(Data records begins)

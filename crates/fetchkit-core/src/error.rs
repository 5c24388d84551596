//! Error types shared by the fetchers and the hasher.

use std::path::PathBuf;

/// Failure of a single network transfer (curl failure or HTTP error).
#[derive(Debug, thiserror::Error)]
pub enum TransferError {
    /// Curl reported an error (connect, DNS, FTP reply, timeout, ...).
    #[error(transparent)]
    Curl(#[from] curl::Error),
    /// HTTP response had a non-2xx status.
    #[error("HTTP {0}")]
    Status(u32),
    /// A fetch worker or blocking hash task panicked before reporting.
    #[error("transfer worker panicked")]
    WorkerPanicked,
}

/// Error returned by every public operation of this crate.
#[derive(Debug, thiserror::Error)]
pub enum FetchError {
    /// Bad concurrency bound or an identifier that is not a URI.
    #[error("invalid argument: {0}")]
    InvalidArgument(String),
    /// Scheme is not one the operation can dereference.
    #[error("unsupported scheme `{0}`")]
    UnsupportedScheme(String),
    /// Network or FTP transfer failed, or the server answered with an error status.
    #[error("transfer of {url} failed: {source}")]
    Transfer {
        url: String,
        #[source]
        source: TransferError,
    },
    /// Local file open/read failure.
    #[error("{}: {source}", path.display())]
    Io {
        path: PathBuf,
        #[source]
        source: std::io::Error,
    },
}

impl FetchError {
    pub(crate) fn transfer(url: impl Into<String>, source: TransferError) -> Self {
        FetchError::Transfer {
            url: url.into(),
            source,
        }
    }

    pub(crate) fn io(path: impl Into<PathBuf>, source: std::io::Error) -> Self {
        FetchError::Io {
            path: path.into(),
            source,
        }
    }
}
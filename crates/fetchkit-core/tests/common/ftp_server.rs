//! Minimal passive-mode FTP server for integration tests.
//!
//! Accepts any login, serves fixed files from the root directory over
//! EPSV/PASV data connections, and answers `550` for unknown files.

use std::collections::HashMap;
use std::io::{BufRead, BufReader, Write};
use std::net::{TcpListener, TcpStream};
use std::sync::Arc;
use std::thread;
use std::time::Duration;

/// Starts a server in a background thread serving `files` (names without a
/// leading slash). Returns the base URL, e.g. "ftp://127.0.0.1:2121/".
pub fn start(files: Vec<(&str, Vec<u8>)>) -> String {
    let listener = TcpListener::bind("127.0.0.1:0").expect("bind");
    let port = listener.local_addr().unwrap().port();
    let files: Arc<HashMap<String, Vec<u8>>> = Arc::new(
        files
            .into_iter()
            .map(|(name, body)| (name.to_string(), body))
            .collect(),
    );
    thread::spawn(move || {
        for stream in listener.incoming().flatten() {
            let files = Arc::clone(&files);
            thread::spawn(move || handle(stream, &files));
        }
    });
    format!("ftp://127.0.0.1:{}/", port)
}

fn reply(stream: &mut TcpStream, line: &str) -> std::io::Result<()> {
    stream.write_all(line.as_bytes())?;
    stream.write_all(b"\r\n")?;
    stream.flush()
}

fn handle(stream: TcpStream, files: &HashMap<String, Vec<u8>>) {
    let _ = stream.set_read_timeout(Some(Duration::from_secs(5)));
    let mut control = match stream.try_clone() {
        Ok(s) => s,
        Err(_) => return,
    };
    let mut reader = BufReader::new(stream);
    if reply(&mut control, "220 test ftp ready").is_err() {
        return;
    }

    let mut data_listener: Option<TcpListener> = None;
    let mut line = String::new();
    loop {
        line.clear();
        match reader.read_line(&mut line) {
            Ok(0) | Err(_) => return,
            Ok(_) => {}
        }
        let command = line.trim_end();
        let (verb, arg) = command.split_once(' ').unwrap_or((command, ""));
        let name = arg.trim_start_matches('/');

        let res = match verb.to_ascii_uppercase().as_str() {
            "USER" => reply(&mut control, "331 password please"),
            "PASS" => reply(&mut control, "230 logged in"),
            "PWD" => reply(&mut control, "257 \"/\" is the current directory"),
            "CWD" => reply(&mut control, "250 ok"),
            "TYPE" => reply(&mut control, "200 type set"),
            "REST" => reply(&mut control, "350 restarting"),
            "EPSV" | "PASV" => match TcpListener::bind("127.0.0.1:0") {
                Ok(l) => {
                    let port = l.local_addr().map(|a| a.port()).unwrap_or(0);
                    data_listener = Some(l);
                    if verb.eq_ignore_ascii_case("EPSV") {
                        reply(
                            &mut control,
                            &format!("229 Entering Extended Passive Mode (|||{}|)", port),
                        )
                    } else {
                        reply(
                            &mut control,
                            &format!(
                                "227 Entering Passive Mode (127,0,0,1,{},{})",
                                port >> 8,
                                port & 0xff
                            ),
                        )
                    }
                }
                Err(_) => reply(&mut control, "425 cannot open data connection"),
            },
            "SIZE" => match files.get(name) {
                Some(body) => reply(&mut control, &format!("213 {}", body.len())),
                None => reply(&mut control, "550 no such file"),
            },
            "RETR" => match (files.get(name), data_listener.take()) {
                (Some(body), Some(listener)) => {
                    let sent = reply(&mut control, "150 opening data connection")
                        .and_then(|()| listener.accept())
                        .and_then(|(mut data, _)| data.write_all(body));
                    match sent {
                        Ok(()) => reply(&mut control, "226 transfer complete"),
                        Err(_) => reply(&mut control, "426 transfer aborted"),
                    }
                }
                (None, _) => reply(&mut control, "550 no such file"),
                (Some(_), None) => reply(&mut control, "425 use PASV or EPSV first"),
            },
            "QUIT" => {
                let _ = reply(&mut control, "221 bye");
                return;
            }
            _ => reply(&mut control, "502 command not implemented"),
        };
        if res.is_err() {
            return;
        }
    }
}
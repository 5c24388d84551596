//! `fetchkit fetch <uri>...` – print bodies in input order.

use anyhow::{Context, Result};
use fetchkit_core::config::FetchkitConfig;
use fetchkit_core::resource::parse_all;
use fetchkit_core::{fetch_bounded, fetch_sequential, CurlTransport};

pub async fn run_fetch(
    cfg: &FetchkitConfig,
    uris: &[String],
    jobs: Option<usize>,
    sequential: bool,
) -> Result<()> {
    let identifiers = parse_all(uris)?;
    let transport = CurlTransport::new(cfg.transport_options());
    let max_concurrent = jobs.unwrap_or(cfg.max_concurrent);

    let bodies = tokio::task::spawn_blocking(move || {
        if sequential {
            fetch_sequential(&transport, &identifiers)
        } else {
            fetch_bounded(&transport, &identifiers, max_concurrent)
        }
    })
    .await
    .context("fetch task join")??;

    let with_headers = uris.len() > 1;
    for (uri, body) in uris.iter().zip(bodies) {
        if with_headers {
            println!("==> {} <==", uri);
        }
        println!("{}", body);
    }
    Ok(())
}
pub mod ftp_server;
//! In-memory transport for tests: canned bodies, per-URL delays and status
//! codes, and counters for in-flight requests and session lifetimes.

use crate::error::TransferError;
use crate::transport::{Session, Transport};
use std::collections::HashMap;
use std::sync::atomic::{AtomicUsize, Ordering};
use std::sync::Arc;
use std::time::Duration;
use url::Url;

#[derive(Clone)]
pub(crate) struct Canned {
    body: &'static str,
    delay: Duration,
    status: u32,
}

#[derive(Default)]
pub(crate) struct Counters {
    in_flight: AtomicUsize,
    peak: AtomicUsize,
    opened: AtomicUsize,
    closed: AtomicUsize,
    requests: AtomicUsize,
}

pub(crate) struct FakeTransport {
    responses: Arc<HashMap<String, Canned>>,
    counters: Arc<Counters>,
    pub(crate) refuse_sessions: bool,
}

impl FakeTransport {
    pub(crate) fn new(entries: &[(&str, &'static str, u64)]) -> Self {
        let responses = entries
            .iter()
            .map(|(url, body, delay_ms)| {
                (
                    url.to_string(),
                    Canned {
                        body: *body,
                        delay: Duration::from_millis(*delay_ms),
                        status: 200,
                    },
                )
            })
            .collect();
        Self {
            responses: Arc::new(responses),
            counters: Arc::new(Counters::default()),
            refuse_sessions: false,
        }
    }

    pub(crate) fn with_status(mut self, url: &str, status: u32) -> Self {
        let mut map = (*self.responses).clone();
        if let Some(c) = map.get_mut(url) {
            c.status = status;
        }
        self.responses = Arc::new(map);
        self
    }

    pub(crate) fn peak(&self) -> usize {
        self.counters.peak.load(Ordering::SeqCst)
    }

    pub(crate) fn opened(&self) -> usize {
        self.counters.opened.load(Ordering::SeqCst)
    }

    pub(crate) fn closed(&self) -> usize {
        self.counters.closed.load(Ordering::SeqCst)
    }

    pub(crate) fn requests(&self) -> usize {
        self.counters.requests.load(Ordering::SeqCst)
    }
}

pub(crate) struct FakeSession {
    responses: Arc<HashMap<String, Canned>>,
    counters: Arc<Counters>,
}

impl Transport for FakeTransport {
    type Session = FakeSession;

    fn open_session(&self) -> Result<FakeSession, TransferError> {
        if self.refuse_sessions {
            return Err(TransferError::Status(503));
        }
        self.counters.opened.fetch_add(1, Ordering::SeqCst);
        Ok(FakeSession {
            responses: Arc::clone(&self.responses),
            counters: Arc::clone(&self.counters),
        })
    }
}

impl Session for FakeSession {
    fn get_text(&mut self, url: &Url) -> Result<String, TransferError> {
        let now = self.counters.in_flight.fetch_add(1, Ordering::SeqCst) + 1;
        self.counters.peak.fetch_max(now, Ordering::SeqCst);
        self.counters.requests.fetch_add(1, Ordering::SeqCst);

        let canned = self.responses.get(url.as_str()).cloned();
        if let Some(c) = &canned {
            std::thread::sleep(c.delay);
        }
        self.counters.in_flight.fetch_sub(1, Ordering::SeqCst);

        match canned {
            Some(c) if c.status == 200 => Ok(c.body.to_string()),
            Some(c) => Err(TransferError::Status(c.status)),
            None => Err(TransferError::Status(404)),
        }
    }
}

impl Drop for FakeSession {
    fn drop(&mut self) {
        self.counters.closed.fetch_add(1, Ordering::SeqCst);
    }
}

(Data records ends)

* Task objective
Your answer must consist of every line in the listing that contains "path".

* The answer
use std::path::PathBuf;
    #[error("{}: {source}", path.display())]
        path: PathBuf,
    pub(crate) fn io(path: impl Into<PathBuf>, source: std::io::Error) -> Self {
            path: path.into(),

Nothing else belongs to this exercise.